_Directions_.
Which of the lines below contain the string "already"? Copy each one.

_Data under study_.

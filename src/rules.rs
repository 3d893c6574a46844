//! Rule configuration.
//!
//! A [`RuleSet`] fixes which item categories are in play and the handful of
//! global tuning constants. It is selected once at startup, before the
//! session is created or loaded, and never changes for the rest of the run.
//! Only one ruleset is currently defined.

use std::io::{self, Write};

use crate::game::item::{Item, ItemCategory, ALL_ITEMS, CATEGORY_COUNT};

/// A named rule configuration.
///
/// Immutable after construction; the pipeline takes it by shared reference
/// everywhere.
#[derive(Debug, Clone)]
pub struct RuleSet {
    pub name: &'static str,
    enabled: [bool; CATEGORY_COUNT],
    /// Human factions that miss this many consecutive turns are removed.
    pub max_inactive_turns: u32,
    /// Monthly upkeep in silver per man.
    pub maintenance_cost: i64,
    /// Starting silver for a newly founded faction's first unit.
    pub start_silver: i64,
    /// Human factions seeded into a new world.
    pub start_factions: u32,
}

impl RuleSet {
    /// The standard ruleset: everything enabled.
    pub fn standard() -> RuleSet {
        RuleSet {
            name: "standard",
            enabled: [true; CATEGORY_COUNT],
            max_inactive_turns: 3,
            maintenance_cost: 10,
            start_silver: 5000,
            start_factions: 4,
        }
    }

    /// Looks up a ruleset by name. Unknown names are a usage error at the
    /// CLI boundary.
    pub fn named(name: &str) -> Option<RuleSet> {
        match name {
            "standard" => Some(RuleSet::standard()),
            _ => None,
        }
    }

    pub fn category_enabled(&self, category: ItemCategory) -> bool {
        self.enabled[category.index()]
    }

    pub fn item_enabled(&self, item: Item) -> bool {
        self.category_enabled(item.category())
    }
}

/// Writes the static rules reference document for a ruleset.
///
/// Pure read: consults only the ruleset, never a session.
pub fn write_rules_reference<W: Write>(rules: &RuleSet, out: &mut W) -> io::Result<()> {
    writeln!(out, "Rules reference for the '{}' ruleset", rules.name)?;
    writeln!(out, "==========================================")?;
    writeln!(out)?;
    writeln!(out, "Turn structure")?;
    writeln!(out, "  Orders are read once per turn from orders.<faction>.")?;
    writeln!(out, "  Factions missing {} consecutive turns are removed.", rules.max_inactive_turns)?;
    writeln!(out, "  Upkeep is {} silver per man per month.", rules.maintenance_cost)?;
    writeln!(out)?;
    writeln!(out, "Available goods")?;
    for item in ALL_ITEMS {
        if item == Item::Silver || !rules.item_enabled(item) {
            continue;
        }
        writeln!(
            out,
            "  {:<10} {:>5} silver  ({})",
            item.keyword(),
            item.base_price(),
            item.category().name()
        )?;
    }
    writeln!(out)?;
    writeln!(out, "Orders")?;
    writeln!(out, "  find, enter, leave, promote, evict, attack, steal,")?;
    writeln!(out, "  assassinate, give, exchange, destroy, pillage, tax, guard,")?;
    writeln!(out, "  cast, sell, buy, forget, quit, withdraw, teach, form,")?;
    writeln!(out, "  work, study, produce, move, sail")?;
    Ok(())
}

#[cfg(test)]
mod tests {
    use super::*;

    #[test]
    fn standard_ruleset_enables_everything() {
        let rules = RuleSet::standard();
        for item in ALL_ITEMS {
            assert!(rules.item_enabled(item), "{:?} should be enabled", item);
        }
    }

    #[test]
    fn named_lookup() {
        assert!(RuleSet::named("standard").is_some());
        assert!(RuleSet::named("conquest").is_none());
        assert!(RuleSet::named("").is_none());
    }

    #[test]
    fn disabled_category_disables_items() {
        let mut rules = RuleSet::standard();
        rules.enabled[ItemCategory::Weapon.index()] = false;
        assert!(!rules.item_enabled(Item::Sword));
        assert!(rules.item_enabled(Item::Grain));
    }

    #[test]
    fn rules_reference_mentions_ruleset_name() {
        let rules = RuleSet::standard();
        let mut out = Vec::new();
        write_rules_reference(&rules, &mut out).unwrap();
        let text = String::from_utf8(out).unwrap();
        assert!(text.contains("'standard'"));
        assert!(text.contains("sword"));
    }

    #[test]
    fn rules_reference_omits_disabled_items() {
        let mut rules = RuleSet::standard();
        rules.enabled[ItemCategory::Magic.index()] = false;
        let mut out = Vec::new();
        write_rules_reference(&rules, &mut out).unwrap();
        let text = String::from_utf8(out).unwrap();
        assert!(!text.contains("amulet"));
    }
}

--

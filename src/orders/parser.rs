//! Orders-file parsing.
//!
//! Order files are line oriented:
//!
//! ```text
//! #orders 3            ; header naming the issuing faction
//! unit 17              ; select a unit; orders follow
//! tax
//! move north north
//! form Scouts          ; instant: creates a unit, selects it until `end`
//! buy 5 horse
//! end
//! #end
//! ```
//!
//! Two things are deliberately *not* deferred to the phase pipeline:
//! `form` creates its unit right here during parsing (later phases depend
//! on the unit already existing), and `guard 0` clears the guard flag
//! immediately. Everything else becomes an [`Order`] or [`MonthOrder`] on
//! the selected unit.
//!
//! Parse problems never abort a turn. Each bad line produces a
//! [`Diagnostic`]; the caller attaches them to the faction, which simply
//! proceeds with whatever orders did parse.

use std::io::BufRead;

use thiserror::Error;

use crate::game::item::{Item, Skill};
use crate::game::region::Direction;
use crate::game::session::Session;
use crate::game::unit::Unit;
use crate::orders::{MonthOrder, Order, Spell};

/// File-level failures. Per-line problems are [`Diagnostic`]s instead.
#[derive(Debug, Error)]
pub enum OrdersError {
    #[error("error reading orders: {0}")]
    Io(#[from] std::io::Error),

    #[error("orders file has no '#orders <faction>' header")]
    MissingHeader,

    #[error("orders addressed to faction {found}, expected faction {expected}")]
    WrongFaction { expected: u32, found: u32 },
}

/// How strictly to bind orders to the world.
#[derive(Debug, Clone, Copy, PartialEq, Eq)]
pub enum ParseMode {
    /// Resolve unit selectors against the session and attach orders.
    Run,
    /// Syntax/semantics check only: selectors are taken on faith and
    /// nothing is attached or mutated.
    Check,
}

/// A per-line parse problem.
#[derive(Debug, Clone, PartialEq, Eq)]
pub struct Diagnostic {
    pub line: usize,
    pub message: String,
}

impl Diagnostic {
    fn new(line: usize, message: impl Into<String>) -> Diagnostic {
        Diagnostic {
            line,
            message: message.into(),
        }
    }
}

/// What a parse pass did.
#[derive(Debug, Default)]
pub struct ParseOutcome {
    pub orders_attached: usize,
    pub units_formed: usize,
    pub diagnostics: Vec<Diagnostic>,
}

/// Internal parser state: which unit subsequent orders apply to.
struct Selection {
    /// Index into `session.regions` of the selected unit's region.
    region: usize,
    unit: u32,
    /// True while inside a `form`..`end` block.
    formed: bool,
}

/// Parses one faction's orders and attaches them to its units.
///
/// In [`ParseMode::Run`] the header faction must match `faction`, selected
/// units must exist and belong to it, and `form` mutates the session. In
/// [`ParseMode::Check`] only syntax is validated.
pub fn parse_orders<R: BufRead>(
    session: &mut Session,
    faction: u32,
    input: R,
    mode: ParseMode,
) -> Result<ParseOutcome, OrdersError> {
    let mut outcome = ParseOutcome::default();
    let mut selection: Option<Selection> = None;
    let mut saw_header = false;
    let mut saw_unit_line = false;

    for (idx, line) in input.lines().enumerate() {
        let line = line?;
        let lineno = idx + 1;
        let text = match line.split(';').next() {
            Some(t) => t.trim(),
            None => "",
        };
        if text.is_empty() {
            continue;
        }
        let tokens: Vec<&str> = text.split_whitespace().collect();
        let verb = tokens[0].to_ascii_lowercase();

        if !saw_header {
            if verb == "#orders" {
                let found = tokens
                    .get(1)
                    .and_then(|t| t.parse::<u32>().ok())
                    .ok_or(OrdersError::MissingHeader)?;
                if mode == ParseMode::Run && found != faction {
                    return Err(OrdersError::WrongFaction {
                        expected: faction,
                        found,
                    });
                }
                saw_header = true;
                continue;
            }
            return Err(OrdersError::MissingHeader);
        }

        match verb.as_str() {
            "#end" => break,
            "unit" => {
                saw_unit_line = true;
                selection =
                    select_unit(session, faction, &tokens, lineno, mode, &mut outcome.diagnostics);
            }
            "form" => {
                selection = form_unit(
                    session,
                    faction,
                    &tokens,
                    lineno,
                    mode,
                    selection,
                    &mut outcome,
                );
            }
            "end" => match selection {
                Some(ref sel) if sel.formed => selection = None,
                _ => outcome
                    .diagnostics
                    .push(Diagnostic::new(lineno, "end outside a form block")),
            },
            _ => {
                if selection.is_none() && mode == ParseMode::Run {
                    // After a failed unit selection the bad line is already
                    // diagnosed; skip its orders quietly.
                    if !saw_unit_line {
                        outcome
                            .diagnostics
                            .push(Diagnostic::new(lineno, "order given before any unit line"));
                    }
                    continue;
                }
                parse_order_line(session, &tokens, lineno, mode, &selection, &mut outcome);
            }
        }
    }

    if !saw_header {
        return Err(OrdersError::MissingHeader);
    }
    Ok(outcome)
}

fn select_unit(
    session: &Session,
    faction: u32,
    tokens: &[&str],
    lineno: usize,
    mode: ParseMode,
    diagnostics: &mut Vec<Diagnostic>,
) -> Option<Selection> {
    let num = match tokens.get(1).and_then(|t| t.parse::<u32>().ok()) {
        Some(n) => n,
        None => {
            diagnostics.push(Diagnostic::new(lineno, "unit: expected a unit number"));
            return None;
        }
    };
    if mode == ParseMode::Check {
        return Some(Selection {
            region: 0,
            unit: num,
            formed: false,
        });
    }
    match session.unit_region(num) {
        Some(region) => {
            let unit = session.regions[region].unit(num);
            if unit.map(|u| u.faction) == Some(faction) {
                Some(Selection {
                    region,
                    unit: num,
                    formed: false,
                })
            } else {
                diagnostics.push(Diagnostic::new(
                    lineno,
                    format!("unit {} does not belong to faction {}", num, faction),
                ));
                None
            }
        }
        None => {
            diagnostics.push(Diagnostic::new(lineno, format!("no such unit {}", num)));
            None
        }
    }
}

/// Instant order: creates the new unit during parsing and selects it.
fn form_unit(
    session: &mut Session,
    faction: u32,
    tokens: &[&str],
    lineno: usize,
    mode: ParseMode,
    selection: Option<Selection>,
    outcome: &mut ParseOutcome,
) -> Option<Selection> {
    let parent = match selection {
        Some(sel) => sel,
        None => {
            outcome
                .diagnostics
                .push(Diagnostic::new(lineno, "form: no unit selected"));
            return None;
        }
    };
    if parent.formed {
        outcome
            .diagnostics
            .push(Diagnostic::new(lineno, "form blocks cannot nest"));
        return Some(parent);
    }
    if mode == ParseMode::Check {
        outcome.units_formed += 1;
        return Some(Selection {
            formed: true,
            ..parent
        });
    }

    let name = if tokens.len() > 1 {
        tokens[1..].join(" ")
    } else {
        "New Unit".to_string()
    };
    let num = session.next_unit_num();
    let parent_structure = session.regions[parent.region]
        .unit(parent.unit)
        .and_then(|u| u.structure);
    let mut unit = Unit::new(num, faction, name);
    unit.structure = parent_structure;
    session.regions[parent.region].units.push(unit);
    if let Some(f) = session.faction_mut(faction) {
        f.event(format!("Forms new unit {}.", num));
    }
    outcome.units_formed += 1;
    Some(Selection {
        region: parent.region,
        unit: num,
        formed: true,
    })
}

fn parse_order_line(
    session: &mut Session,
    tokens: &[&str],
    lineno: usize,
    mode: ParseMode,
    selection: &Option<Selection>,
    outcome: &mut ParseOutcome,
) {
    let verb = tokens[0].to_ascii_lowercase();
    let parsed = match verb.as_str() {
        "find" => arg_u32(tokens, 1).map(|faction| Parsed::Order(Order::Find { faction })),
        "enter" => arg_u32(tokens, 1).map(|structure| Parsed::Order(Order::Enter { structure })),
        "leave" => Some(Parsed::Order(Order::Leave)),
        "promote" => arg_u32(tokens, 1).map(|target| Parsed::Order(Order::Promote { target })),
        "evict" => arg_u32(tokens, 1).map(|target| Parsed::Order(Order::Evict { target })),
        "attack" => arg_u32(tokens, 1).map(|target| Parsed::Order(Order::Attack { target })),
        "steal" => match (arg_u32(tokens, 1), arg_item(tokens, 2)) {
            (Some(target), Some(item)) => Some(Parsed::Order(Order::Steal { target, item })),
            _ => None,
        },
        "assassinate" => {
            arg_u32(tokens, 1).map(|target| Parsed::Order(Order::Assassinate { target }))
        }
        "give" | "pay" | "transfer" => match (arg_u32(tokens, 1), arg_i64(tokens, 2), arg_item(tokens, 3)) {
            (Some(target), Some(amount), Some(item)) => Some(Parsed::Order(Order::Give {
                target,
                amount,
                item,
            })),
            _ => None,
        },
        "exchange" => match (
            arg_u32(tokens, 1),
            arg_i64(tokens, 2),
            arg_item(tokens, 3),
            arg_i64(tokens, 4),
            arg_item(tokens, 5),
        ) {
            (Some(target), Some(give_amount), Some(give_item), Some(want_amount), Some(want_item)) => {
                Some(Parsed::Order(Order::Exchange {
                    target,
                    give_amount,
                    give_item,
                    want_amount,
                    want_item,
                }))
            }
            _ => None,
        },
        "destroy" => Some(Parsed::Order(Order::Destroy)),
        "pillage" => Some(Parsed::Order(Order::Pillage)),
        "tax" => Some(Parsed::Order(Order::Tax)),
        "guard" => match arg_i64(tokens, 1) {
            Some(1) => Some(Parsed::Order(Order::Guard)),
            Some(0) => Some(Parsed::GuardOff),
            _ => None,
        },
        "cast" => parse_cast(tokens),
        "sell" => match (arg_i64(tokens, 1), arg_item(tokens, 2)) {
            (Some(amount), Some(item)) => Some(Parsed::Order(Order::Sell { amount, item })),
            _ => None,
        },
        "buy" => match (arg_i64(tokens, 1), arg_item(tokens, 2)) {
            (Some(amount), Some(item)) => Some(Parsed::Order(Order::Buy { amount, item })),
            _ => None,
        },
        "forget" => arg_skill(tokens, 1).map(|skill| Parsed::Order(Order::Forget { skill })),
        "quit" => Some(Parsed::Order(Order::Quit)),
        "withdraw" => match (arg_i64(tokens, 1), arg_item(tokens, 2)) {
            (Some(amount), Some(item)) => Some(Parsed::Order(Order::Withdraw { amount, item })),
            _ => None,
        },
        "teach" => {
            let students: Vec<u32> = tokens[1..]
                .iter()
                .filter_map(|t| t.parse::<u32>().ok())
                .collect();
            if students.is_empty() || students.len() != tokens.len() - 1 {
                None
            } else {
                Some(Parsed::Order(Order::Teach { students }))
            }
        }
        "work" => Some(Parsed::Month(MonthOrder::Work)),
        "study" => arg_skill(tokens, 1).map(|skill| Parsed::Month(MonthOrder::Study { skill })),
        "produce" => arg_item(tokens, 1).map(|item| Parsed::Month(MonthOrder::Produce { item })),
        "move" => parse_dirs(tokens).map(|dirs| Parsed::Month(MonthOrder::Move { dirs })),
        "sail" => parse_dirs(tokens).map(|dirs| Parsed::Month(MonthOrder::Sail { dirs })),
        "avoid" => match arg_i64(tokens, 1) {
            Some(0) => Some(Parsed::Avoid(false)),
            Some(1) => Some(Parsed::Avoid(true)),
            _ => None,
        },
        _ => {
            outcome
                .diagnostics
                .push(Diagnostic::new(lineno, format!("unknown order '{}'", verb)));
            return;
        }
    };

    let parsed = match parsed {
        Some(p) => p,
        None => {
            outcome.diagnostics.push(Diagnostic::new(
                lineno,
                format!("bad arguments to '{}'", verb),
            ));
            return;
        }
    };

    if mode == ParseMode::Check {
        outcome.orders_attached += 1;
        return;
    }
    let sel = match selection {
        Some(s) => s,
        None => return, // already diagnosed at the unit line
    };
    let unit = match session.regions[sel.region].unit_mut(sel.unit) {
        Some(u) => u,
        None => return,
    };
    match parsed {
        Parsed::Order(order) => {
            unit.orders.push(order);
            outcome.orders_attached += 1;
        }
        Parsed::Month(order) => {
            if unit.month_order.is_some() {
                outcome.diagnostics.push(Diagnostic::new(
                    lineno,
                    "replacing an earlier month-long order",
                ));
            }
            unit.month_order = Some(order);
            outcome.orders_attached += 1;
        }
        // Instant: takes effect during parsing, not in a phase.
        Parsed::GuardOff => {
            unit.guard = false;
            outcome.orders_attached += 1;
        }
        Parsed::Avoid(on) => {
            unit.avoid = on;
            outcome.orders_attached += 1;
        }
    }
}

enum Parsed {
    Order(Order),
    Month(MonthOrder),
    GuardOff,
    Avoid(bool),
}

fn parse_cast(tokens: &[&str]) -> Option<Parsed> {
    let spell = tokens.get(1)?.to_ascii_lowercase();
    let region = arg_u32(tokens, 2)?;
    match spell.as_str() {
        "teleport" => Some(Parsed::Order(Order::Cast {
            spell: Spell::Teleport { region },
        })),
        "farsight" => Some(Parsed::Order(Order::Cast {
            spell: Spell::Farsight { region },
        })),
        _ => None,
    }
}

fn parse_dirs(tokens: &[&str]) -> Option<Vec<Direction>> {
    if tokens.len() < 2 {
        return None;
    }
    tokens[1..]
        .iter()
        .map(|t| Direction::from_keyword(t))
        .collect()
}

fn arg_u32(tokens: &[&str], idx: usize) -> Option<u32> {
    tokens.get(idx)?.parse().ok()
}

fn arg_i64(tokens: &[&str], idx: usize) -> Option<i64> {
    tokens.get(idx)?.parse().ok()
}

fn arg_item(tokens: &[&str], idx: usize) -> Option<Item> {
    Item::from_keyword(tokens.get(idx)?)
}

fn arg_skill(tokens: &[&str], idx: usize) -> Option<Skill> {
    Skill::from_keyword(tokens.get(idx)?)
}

_Result of this exercise_.
//! on the unit already existing), and `guard 0` clears the guard flag
                    // After a failed unit selection the bad line is already
        None => return, // already diagnosed at the unit line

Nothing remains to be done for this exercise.